--- The input Enclosed Below ---

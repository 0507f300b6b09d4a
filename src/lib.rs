//! Bookshelf catalog server
//!
//! A read-only REST JSON API over a catalog of authors and books:
//! filtered and paginated listings, book details and catalog statistics.

use std::sync::Arc;

pub mod api;
pub mod config;
pub mod error;
pub mod models;
pub mod query;
pub mod repository;
pub mod seed;
pub mod services;

pub use config::AppConfig;
pub use error::{AppError, AppResult};

/// Application state shared across all handlers
#[derive(Clone)]
pub struct AppState {
    pub services: Arc<services::Services>,
}
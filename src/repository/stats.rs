//! Statistics repository (whole-table aggregates)

use sqlx::{Pool, Postgres};

use crate::{
    error::AppResult,
    models::{AuthorWithBooks, CatalogStats, CatalogTotals, YearCount},
    query::AuthorQuery,
};

const TOTALS_SQL: &str = r#"
    SELECT COUNT(*) AS total_books,
           COUNT(*) FILTER (WHERE is_available) AS available_books,
           COUNT(DISTINCT author_id) AS total_authors
    FROM books
"#;

const BY_YEAR_SQL: &str = r#"
    SELECT EXTRACT(YEAR FROM published_date)::INT AS year,
           COUNT(*) AS count
    FROM books
    GROUP BY 1
    ORDER BY 1 DESC
"#;

#[derive(Clone)]
pub struct StatsRepository {
    pool: Pool<Postgres>,
}

impl StatsRepository {
    pub fn new(pool: Pool<Postgres>) -> Self {
        Self { pool }
    }

    /// Totals and top authors read inside one read-only repeatable-read
    /// transaction, so both parts describe the same snapshot.
    pub async fn catalog_stats(&self, top_authors: i64) -> AppResult<CatalogStats> {
        let mut tx = self.pool.begin().await?;

        sqlx::query("SET TRANSACTION ISOLATION LEVEL REPEATABLE READ, READ ONLY")
            .execute(&mut *tx)
            .await?;

        let totals = sqlx::query_as::<_, CatalogTotals>(TOTALS_SQL)
            .fetch_one(&mut *tx)
            .await?;

        let mut qb = AuthorQuery::top_by_books_sql(top_authors);
        let top_authors = qb
            .build_query_as::<AuthorWithBooks>()
            .fetch_all(&mut *tx)
            .await?;

        tx.commit().await?;

        Ok(CatalogStats {
            totals,
            top_authors,
        })
    }

    pub async fn books_by_year(&self) -> AppResult<Vec<YearCount>> {
        let rows = sqlx::query_as::<_, YearCount>(BY_YEAR_SQL)
            .fetch_all(&self.pool)
            .await?;

        Ok(rows)
    }
}
//! Bookshelf Server - read-only book catalog API

use std::net::SocketAddr;
use std::sync::Arc;

use anyhow::Context;
use sqlx::postgres::PgPoolOptions;
use tracing_subscriber::{layer::SubscriberExt, util::SubscriberInitExt};

use bookshelf_server::{
    api, config::AppConfig, repository::Repository, seed::SeedData, services::Services, AppState,
};

#[tokio::main]
async fn main() -> anyhow::Result<()> {
    // Load environment variables from .env file
    dotenvy::dotenv().ok();

    // Load configuration
    let config = AppConfig::load().context("Failed to load configuration")?;

    // Initialize tracing
    let filter = tracing_subscriber::EnvFilter::try_from_default_env().unwrap_or_else(|_| {
        format!("bookshelf_server={},tower_http=debug", config.logging.level).into()
    });

    let registry = tracing_subscriber::registry().with(filter);
    if config.logging.format == "json" {
        registry.with(tracing_subscriber::fmt::layer().json()).init();
    } else {
        registry.with(tracing_subscriber::fmt::layer().pretty()).init();
    }

    tracing::info!("Starting Bookshelf Server v{}", env!("CARGO_PKG_VERSION"));

    // Create database connection pool
    let pool = PgPoolOptions::new()
        .max_connections(config.database.max_connections)
        .min_connections(config.database.min_connections)
        .connect(&config.database.url)
        .await
        .context("Failed to connect to database")?;

    tracing::info!("Connected to database");

    // Run migrations
    sqlx::migrate!("./migrations")
        .run(&pool)
        .await
        .context("Failed to run database migrations")?;

    tracing::info!("Database migrations completed");

    if let Some(path) = &config.database.seed_file {
        let seeded = SeedData::from_file(path)?.insert(&pool).await?;
        tracing::info!(path = %path, authors = seeded.len(), "Fixture loaded");
    }

    let addr = SocketAddr::new(
        config.server.host.parse().context("Invalid host address")?,
        config.server.port,
    );

    // Create repository and services
    let repository = Repository::new(pool);
    let services = Services::new(Arc::new(repository), config.pagination);

    let state = AppState {
        services: Arc::new(services),
    };

    let app = api::router(state);

    tracing::info!("Server listening on http://{}", addr);

    let listener = tokio::net::TcpListener::bind(addr).await?;
    axum::serve(listener, app).await?;

    Ok(())
}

--- End of Enclosed The input ---

The records above should be returned exactly.

- **Solved problem**
repository 0507f300b6b09d4a
filename src/lib.rs
//! Bookshelf catalog server
//!
//! A read-only REST JSON API over a catalog of authors and books:
//! filtered and paginated listings, book details and catalog statistics.

use std::sync::Arc;

pub mod api;
pub mod config;
pub mod error;
pub mod models;
pub mod query;
pub mod repository;
pub mod seed;
pub mod services;

pub use config::AppConfig;
pub use error::{AppError, AppResult};

/// Application state shared across all handlers
#[derive(Clone)]
pub struct AppState {
    pub services: Arc<services::Services>,
}
filename src/repository/stats.rs
//! Statistics repository (whole-table aggregates)

use sqlx::{Pool, Postgres};

use crate::{
    error::AppResult,
    models::{AuthorWithBooks, CatalogStats, CatalogTotals, YearCount},
    query::AuthorQuery,
};

const TOTALS_SQL: &str = r#"
    SELECT COUNT(*) AS total_books,
           COUNT(*) FILTER (WHERE is_available) AS available_books,
           COUNT(DISTINCT author_id) AS total_authors
    FROM books
"#;

const BY_YEAR_SQL: &str = r#"
    SELECT EXTRACT(YEAR FROM published_date)::INT AS year,
           COUNT(*) AS count
    FROM books
    GROUP BY 1
    ORDER BY 1 DESC
"#;

#[derive(Clone)]
pub struct StatsRepository {
    pool: Pool<Postgres>,
}

impl StatsRepository {
    pub fn new(pool: Pool<Postgres>) -> Self {
        Self { pool }
    }

    /// Totals and top authors read inside one read-only repeatable-read
    /// transaction, so both parts describe the same snapshot.
    pub async fn catalog_stats(&self, top_authors: i64) -> AppResult<CatalogStats> {
        let mut tx = self.pool.begin().await?;

        sqlx::query("SET TRANSACTION ISOLATION LEVEL REPEATABLE READ, READ ONLY")
            .execute(&mut *tx)
            .await?;

        let totals = sqlx::query_as::<_, CatalogTotals>(TOTALS_SQL)
            .fetch_one(&mut *tx)
            .await?;

        let mut qb = AuthorQuery::top_by_books_sql(top_authors);
        let top_authors = qb
            .build_query_as::<AuthorWithBooks>()
            .fetch_all(&mut *tx)
            .await?;

        tx.commit().await?;

        Ok(CatalogStats {
            totals,
            top_authors,
        })
    }

    pub async fn books_by_year(&self) -> AppResult<Vec<YearCount>> {
        let rows = sqlx::query_as::<_, YearCount>(BY_YEAR_SQL)
            .fetch_all(&self.pool)
            .await?;

        Ok(rows)
    }
}
//! Bookshelf Server - read-only book catalog API

use std::net::SocketAddr;
use std::sync::Arc;

use anyhow::Context;
use sqlx::postgres::PgPoolOptions;
use tracing_subscriber::{layer::SubscriberExt, util::SubscriberInitExt};

use bookshelf_server::{
    api, config::AppConfig, repository::Repository, seed::SeedData, services::Services, AppState,
};

#[tokio::main]
async fn main() -> anyhow::Result<()> {
    // Load environment variables from .env file
    dotenvy::dotenv().ok();

    // Load configuration
    let config = AppConfig::load().context("Failed to load configuration")?;

    // Initialize tracing
    let filter = tracing_subscriber::EnvFilter::try_from_default_env().unwrap_or_else(|_| {
        format!("bookshelf_server={},tower_http=debug", config.logging.level).into()
    });

    let registry = tracing_subscriber::registry().with(filter);
    if config.logging.format == "json" {
        registry.with(tracing_subscriber::fmt::layer().json()).init();
    } else {
        registry.with(tracing_subscriber::fmt::layer().pretty()).init();
    }

    tracing::info!("Starting Bookshelf Server v{}", env!("CARGO_PKG_VERSION"));

    // Create database connection pool
    let pool = PgPoolOptions::new()
        .max_connections(config.database.max_connections)
        .min_connections(config.database.min_connections)
        .connect(&config.database.url)
        .await
        .context("Failed to connect to database")?;

    tracing::info!("Connected to database");

    // Run migrations
    sqlx::migrate!("./migrations")
        .run(&pool)
        .await
        .context("Failed to run database migrations")?;

    tracing::info!("Database migrations completed");

    if let Some(path) = &config.database.seed_file {
        let seeded = SeedData::from_file(path)?.insert(&pool).await?;
        tracing::info!(path = %path, authors = seeded.len(), "Fixture loaded");
    }

    let addr = SocketAddr::new(
        config.server.host.parse().context("Invalid host address")?,
        config.server.port,
    );

    // Create repository and services
    let repository = Repository::new(pool);
    let services = Services::new(Arc::new(repository), config.pagination);

    let state = AppState {
        services: Arc::new(services),
    };

    let app = api::router(state);

    tracing::info!("Server listening on http://{}", addr);

    let listener = tokio::net::TcpListener::bind(addr).await?;
    axum::serve(listener, app).await?;

    Ok(())
}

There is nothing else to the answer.